Some people address them all at one package, not everybody, but some people. Maybe you aren't one of them.

JimK

November 27, 2007 12:19 PM  
Blogger Dana Beyer, M.D. said...

There's a long history of rational conservatism going back to Burke and now best explicated, in my mind, by Andrew Sullivan. I have great respect for the thinkers of that tradition, including Michael Oakeshott and others.
They are not the issue, as they've been marginalized by the current sectarian Republican party. So those issues rarely get debated rationally. What we are left with, as we see on this blog, are hyperventilating radical Christian Dominionists, most of whom are not interested in any dialogue. You can easily see that by their lies, misrepresentations, changing of the subject, etc. Rarely do they get to their core beliefs, because they know those beliefs are repugnant to the vast majority of residents of this county. Occasionally we get a glimpse, and then we respond, but without any hope of a real conversation. As I've mentioned on a number of occasions I've invited some of their leaders to sit down for a discussion, and they've always been too afraid to accommodate me. Obviously because they know they could not defend themselves.

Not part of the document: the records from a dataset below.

//! Recipe discovery for armory projects.
//!
//! Finds `*.item.yaml` recipes in a project directory, either by scanning
//! everything under the root or by following an `armory.yaml` manifest.
//!
//! # Example
//!
//! ```ignore
//! use px_armory::discovery::discover;
//!
//! let found = discover("./loot")?;
//! for (path, recipe) in found.load_recipes()? {
//!     println!("{}: {} x{}", path.display(), recipe.item, recipe.count);
//! }
//! ```

mod manifest;
mod scanner;

use std::path::{Path, PathBuf};

use crate::config::Recipe;
use crate::error::Result;

pub use manifest::Manifest;
pub use scanner::{is_recipe, scan_directory, scan_sources, ScanResult};

/// The name of the manifest file.
pub const MANIFEST_FILENAME: &str = "armory.yaml";

/// Result of discovering recipes in a project.
#[derive(Debug)]
pub struct DiscoveryResult {
    pub root: PathBuf,
    /// The loaded manifest (default if no armory.yaml was found).
    pub manifest: Manifest,
    pub has_manifest: bool,
    pub scan: ScanResult,
}

impl DiscoveryResult {
    /// Parse every discovered recipe, applying the manifest's scale.
    pub fn load_recipes(&self) -> Result<Vec<(PathBuf, Recipe)>> {
        self.load_recipes_scaled(None)
    }

    /// Like [`load_recipes`](Self::load_recipes), with a scale that beats
    /// the manifest's for recipes that set none.
    pub fn load_recipes_scaled(&self, scale: Option<u32>) -> Result<Vec<(PathBuf, Recipe)>> {
        self.scan
            .recipes
            .iter()
            .map(|path| {
                let recipe = Recipe::load(path)?
                    .with_default_scale(scale)
                    .with_default_scale(self.manifest.scale);
                Ok((path.clone(), recipe))
            })
            .collect()
    }

    /// Output directory, resolved against the project root.
    pub fn output_dir(&self) -> PathBuf {
        if self.manifest.output.is_absolute() {
            self.manifest.output.clone()
        } else {
            self.root.join(&self.manifest.output)
        }
    }
}

/// Discover recipes in a project directory.
///
/// Uses `armory.yaml` under `root` when present, otherwise scans all of
/// `root`.
pub fn discover(root: impl AsRef<Path>) -> Result<DiscoveryResult> {
    let root = root.as_ref().to_path_buf();

    let manifest_path = root.join(MANIFEST_FILENAME);
    let (manifest, has_manifest) = if manifest_path.exists() {
        (Manifest::load(&manifest_path)?, true)
    } else {
        (Manifest::default(), false)
    };

    let sources = manifest.effective_sources();
    let scan = scan_sources(&sources, &root, &manifest);

    Ok(DiscoveryResult {
        root,
        manifest,
        has_manifest,
        scan,
    })
}

/// Discover recipes from explicit files and directories (no manifest).
pub fn discover_paths(paths: &[PathBuf]) -> Result<DiscoveryResult> {
    let manifest = Manifest::default();
    let mut scan = ScanResult::new();

    for path in paths {
        if path.is_dir() {
            scan.merge(scan_directory(path, &manifest));
        } else if path.is_file() && is_recipe(path) {
            scan.recipes.push(path.clone());
        }
    }

    let root = paths
        .first()
        .map(|p| if p.is_dir() { p.as_path() } else { p.parent().unwrap_or(p) })
        .map(Path::to_path_buf)
        .unwrap_or_else(|| PathBuf::from("."));

    Ok(DiscoveryResult {
        root,
        manifest,
        has_manifest: false,
        scan,
    })
}

#[cfg(test)]
mod tests {
    use super::*;
    use crate::assemble::ItemKind;
    use std::fs;
    use tempfile::tempdir;

    #[test]
    fn test_discover_empty_directory() {
        let dir = tempdir().unwrap();
        let result = discover(dir.path()).unwrap();
        assert!(!result.has_manifest);
        assert!(result.scan.is_empty());
        assert_eq!(result.output_dir(), dir.path().join("dist"));
    }

    #[test]
    fn test_discover_with_manifest() {
        let dir = tempdir().unwrap();
        fs::write(
            dir.path().join("armory.yaml"),
            "sources:\n  - recipes/\noutput: build\nscale: 2\n",
        )
        .unwrap();
        fs::create_dir_all(dir.path().join("recipes")).unwrap();
        fs::write(dir.path().join("recipes/blades.item.yaml"), "item: sword\ncount: 2\n").unwrap();
        fs::write(dir.path().join("stray.item.yaml"), "item: bow\n").unwrap();

        let result = discover(dir.path()).unwrap();
        assert!(result.has_manifest);
        assert_eq!(result.scan.total(), 1);
        assert_eq!(result.output_dir(), dir.path().join("build"));

        let recipes = result.load_recipes().unwrap();
        assert_eq!(recipes.len(), 1);
        assert_eq!(recipes[0].1.item, ItemKind::Sword);
        assert_eq!(recipes[0].1.options.scale, Some(2));
    }

    #[test]
    fn test_recipe_scale_overrides_manifest() {
        let dir = tempdir().unwrap();
        fs::write(dir.path().join("armory.yaml"), "scale: 2\n").unwrap();
        fs::write(
            dir.path().join("rings.item.yaml"),
            "item: ring\noptions:\n  scale: 6\n",
        )
        .unwrap();

        let recipes = discover(dir.path()).unwrap().load_recipes().unwrap();
        assert_eq!(recipes[0].1.options.scale, Some(6));
    }

    #[test]
    fn test_bad_recipe_reports_path() {
        let dir = tempdir().unwrap();
        fs::write(dir.path().join("broken.item.yaml"), "item: [").unwrap();
        let err = discover(dir.path()).unwrap().load_recipes().unwrap_err();
        assert!(err.to_string().contains("broken.item.yaml"));
    }

    #[test]
    fn test_discover_paths_files_and_dirs() {
        let dir = tempdir().unwrap();
        let file = dir.path().join("maces.item.yaml");
        fs::write(&file, "item: mace").unwrap();
        fs::write(dir.path().join("readme.txt"), "hi").unwrap();

        let by_file = discover_paths(&[file.clone(), dir.path().join("readme.txt")]).unwrap();
        assert_eq!(by_file.scan.total(), 1);
        assert_eq!(by_file.root, dir.path());

        let by_dir = discover_paths(&[dir.path().to_path_buf()]).unwrap();
        assert_eq!(by_dir.scan.total(), 1);
    }
}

November 27, 2007 2:42 PM  
Anonymous Anonymous said...

Wow, Dana! Just when we thought you were learning the value of civil discourse, you join up with Jim and launch into one of your hate-filled and bigoted rants. Will dissect this evening.

November 27, 2007 3:32 PM  
Blogger Randi Schimnosky said...

No you won't anonymous, you'll just spew hate, bigotry and irrationality like you always do.

November 27, 2007 5:38 PM  
Anonymous David Weintraub said...

Anon,

Civil discourse does not require one to abstain from describing the behavior we have all witnessed here. No one is saying that Dana's words are descriptive of everyone who expresses a contrary viewpoint, but they very accurately describe some. Since you are just another "anon," you may or may not be one of them.

To see an exception, in which there is actual back and forth discussion, check out the end of the "Ike signs" thread.

November 27, 2007 6:03 PM  
Anonymous Anonymous said...

Andrea- not anon
N. Anon- don't you have a dog to kick or a wife to beat somewhere closer to home? How about just smacking yourself in the head?